Further Reflections On Charlottesville

Due to the outcome of our Civil War, the preservation of our nation, we are each subject to a greater society- that of The United States of America, and the government of such has grown to include ideological territory far beyond the original intent of “protection and defense against all enemies foreign and domestic.”

We are each subject to a larger community of feeling, thought, and behavior- in short, subject to one another, and therefore affected by one another, and feeling some degree of ownership of one another’s corporate possessions and territories. We can not flee the inconveniences of the union and yet embrace its benefits. The advantages and disadvantages of the union are part and parcel.

The statue belongs first to Charlottesville and then to Albemarie county (where sits the University of Virginia, the campus having been designed by likely the states most famous resident, multi-slave owner, Thomas Jefferson), next it belongs to Virginia, and then to the United States of America; and the ripple effect of decisions concerning said statue will be felt in varying degree from sea to shining sea. This should be no surprise. An absolute division of one citizen from another is logistically impossible.

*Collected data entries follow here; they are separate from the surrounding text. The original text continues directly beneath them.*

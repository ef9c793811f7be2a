//! Data layer: table model, loading, filtering, aggregation and export.
//!
//! Architecture:
//! ```text
//!  .xlsx / .csv bytes
//!        │
//!        ▼
//!   ┌──────────┐
//!   │  loader   │  parse bytes → Table   (memoized by `cache`)
//!   └──────────┘
//!        │
//!        ▼
//!   ┌──────────┐
//!   │  schema   │  normalize labels, check required columns
//!   └──────────┘
//!        │
//!        ▼
//!   ┌──────────┐
//!   │  filter   │  FilterSelection → criteria → filtered Table
//!   └──────────┘
//!        │
//!        ▼
//!   ┌───────────┐
//!   │ aggregate  │  counts, top-K, cross tab, tags
//!   └───────────┘
//!        │
//!        ▼
//!   ┌──────────┐
//!   │  export   │  filtered Table → CSV
//!   └──────────┘
//! ```
//! `pipeline` strings the middle steps together for one interaction.

pub mod aggregate;
pub mod cache;
pub mod detail;
pub mod error;
pub mod export;
pub mod filter;
pub mod loader;
pub mod model;
pub mod pipeline;
pub mod schema;
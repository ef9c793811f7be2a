use rust_xlsxwriter::{Workbook, Worksheet, XlsxError};

/// Minimal deterministic PRNG (xoshiro256**)
struct SimpleRng {
    state: [u64; 4],
}

impl SimpleRng {
    fn new(seed: u64) -> Self {
        let mut s = [0u64; 4];
        let mut x = seed;
        for slot in &mut s {
            x = x.wrapping_mul(6364136223846793005).wrapping_add(1);
            *slot = x;
        }
        SimpleRng { state: s }
    }

    fn next_u64(&mut self) -> u64 {
        let result = (self.state[1].wrapping_mul(5))
            .rotate_left(7)
            .wrapping_mul(9);
        let t = self.state[1] << 17;
        self.state[2] ^= self.state[0];
        self.state[3] ^= self.state[1];
        self.state[1] ^= self.state[2];
        self.state[0] ^= self.state[3];
        self.state[2] ^= t;
        self.state[3] = self.state[3].rotate_left(45);
        result
    }

    fn next_f64(&mut self) -> f64 {
        (self.next_u64() >> 11) as f64 / (1u64 << 53) as f64
    }

    /// Box-Muller transform for normal distribution
    fn gauss(&mut self, mean: f64, std_dev: f64) -> f64 {
        let u1 = self.next_f64().max(1e-15);
        let u2 = self.next_f64();
        let z = (-2.0 * u1.ln()).sqrt() * (2.0 * std::f64::consts::PI * u2).cos();
        mean + std_dev * z
    }

    fn pick<'a>(&mut self, items: &[&'a str]) -> &'a str {
        let i = (self.next_f64() * items.len() as f64) as usize;
        items[i.min(items.len() - 1)]
    }
}

fn write_header(sheet: &mut Worksheet, header: &[&str]) -> Result<(), XlsxError> {
    for (col, name) in header.iter().enumerate() {
        sheet.write_string(0, col as u16, *name)?;
    }
    Ok(())
}

/// Overdue service orders. Identifiers are written as numbers, the way the
/// source spreadsheets store them.
fn service_orders(rng: &mut SimpleRng, rows: u32) -> Result<Workbook, XlsxError> {
    let services = [
        "Corte", "Religação", "Vistoria", "Troca de Hidrômetro", "Vazamento", "Ligação Nova",
    ];
    let neighborhoods = ["Centro", "Parque Piauí", "Mocambinho", "São Benedito", "Formosa"];
    let situations = ["Pendente", "Em Execução", "Programada"];
    let notes = ["cliente ausente", "imóvel fechado", "endereço não localizado", "", ""];

    let mut workbook = Workbook::new();
    let sheet = workbook.add_worksheet();
    write_header(sheet, &[
        "Número da OS", "Matrícula", "Serviço", "Dias em Atraso", "Endereço", "Bairro",
        "Situação", "Obs Comercial",
    ])?;

    for r in 1..=rows {
        let delay = rng.gauss(30.0, 20.0).max(0.0).round();
        sheet.write_number(r, 0, 20_240_000.0 + r as f64)?;
        sheet.write_number(r, 1, 100_000.0 + (rng.next_f64() * 900_000.0).floor())?;
        sheet.write_string(r, 2, rng.pick(&services))?;
        sheet.write_number(r, 3, delay)?;
        sheet.write_string(r, 4, format!("Rua {}, {}", r % 97 + 1, r * 7 % 1000))?;
        sheet.write_string(r, 5, rng.pick(&neighborhoods))?;
        sheet.write_string(r, 6, rng.pick(&situations))?;
        let note = rng.pick(&notes);
        if !note.is_empty() {
            sheet.write_string(r, 7, note)?;
        }
    }
    Ok(workbook)
}

fn wells(rng: &mut SimpleRng, rows: u32) -> Result<Workbook, XlsxError> {
    let situations = ["ATIVO", "ATIVO", "INATIVO", "TAMPONADO"];
    let grants = ["Sim", "Não", "Solicitado"];
    let yes_no = ["Sim", "Não"];
    let pending = ["Não", "Em tramitação/análise"];
    let systems = ["Sistema Norte", "Sistema Sul", "Sistema Leste"];

    let mut workbook = Workbook::new();
    let sheet = workbook.add_worksheet();
    write_header(sheet, &[
        "Numeração", "Locin", "Bairro", "Situação", "Sistema", "Endereço", "Processo Outorga",
        "Termo de Cessão", "Outorga em Tramitação", "Observações",
    ])?;

    for r in 1..=rows {
        sheet.write_number(r, 0, r as f64)?;
        sheet.write_string(r, 1, format!("P-{r:03}"))?;
        sheet.write_string(r, 2, rng.pick(&["Centro", "Parque Alvorada", "Cidade Nova"]))?;
        sheet.write_string(r, 3, rng.pick(&situations))?;
        sheet.write_string(r, 4, rng.pick(&systems))?;
        sheet.write_string(r, 5, format!("Av. Principal, {}", r * 13))?;
        sheet.write_string(r, 6, rng.pick(&grants))?;
        sheet.write_string(r, 7, rng.pick(&yes_no))?;
        sheet.write_string(r, 8, rng.pick(&pending))?;
        sheet.write_string(r, 9, format!("vazão {:.1} m³/h", rng.gauss(12.0, 4.0).abs()))?;
    }
    Ok(workbook)
}

fn main() -> Result<(), XlsxError> {
    let mut rng = SimpleRng::new(42);

    let orders_path = "sample_os.xlsx";
    service_orders(&mut rng, 400)?.save(orders_path)?;
    println!("Wrote 400 service orders to {orders_path}");

    let wells_path = "sample_pocos.xlsx";
    wells(&mut rng, 60)?.save(wells_path)?;
    println!("Wrote 60 wells to {wells_path}");

    Ok(())
}
mod app;
mod color;
mod config;
mod data;
mod state;
mod ui;

use std::path::PathBuf;

use anyhow::Result;
use app::RustyDashApp;
use clap::{Parser, ValueEnum};
use config::DashboardConfig;
use eframe::egui;

/// Spreadsheet dashboards for service orders and wells.
#[derive(Parser, Debug)]
#[command(version, about)]
struct Args {
    /// Built-in dashboard to show.
    #[arg(long, value_enum, default_value_t = Variant::ServiceOrders)]
    variant: Variant,

    /// JSON dashboard configuration; overrides --variant.
    #[arg(long)]
    config: Option<PathBuf>,

    /// Spreadsheet (.xlsx or .csv) to open at startup.
    file: Option<PathBuf>,
}

#[derive(ValueEnum, Clone, Copy, Debug)]
enum Variant {
    ServiceOrders,
    Wells,
}

fn main() -> Result<()> {
    env_logger::init();
    let args = Args::parse();

    let config = match &args.config {
        Some(path) => DashboardConfig::from_json_file(path)?,
        None => match args.variant {
            Variant::ServiceOrders => DashboardConfig::service_orders(),
            Variant::Wells => DashboardConfig::wells(),
        },
    };
    log::info!("Starting dashboard '{}'", config.title);

    let title = config.title.clone();
    let mut app = RustyDashApp::new(config);
    if let Some(path) = &args.file {
        app.state.open_path(path);
    }

    let options = eframe::NativeOptions {
        viewport: egui::ViewportBuilder::default()
            .with_inner_size([1280.0, 860.0])
            .with_min_inner_size([700.0, 450.0]),
        ..Default::default()
    };

    eframe::run_native(&title, options, Box::new(|_cc| Ok(Box::new(app))))
        .map_err(|e| anyhow::anyhow!("running the UI: {e}"))
}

And may I respectfully submit to you that this would be the case no matter the outcome of our own civil war? The truth of our interrelatedness by virtue of our existence has been screaming in the heads of humanity’s empaths throughout the ages. Many of these are our poets, our priests, our philosophers and our theologians, our artists of various type and persuasion.

Many empaths are themselves writer’s and there have been those others fascinated by the empath’s words and expressions who have labored to preserve them. Their work is overflowing with the passionate plea to recognize our genuine connectedness and our inability to escape it, and the need to therefore bend with it when all but sin will allow, as in honoring and respecting one another we honor and respect ourselves.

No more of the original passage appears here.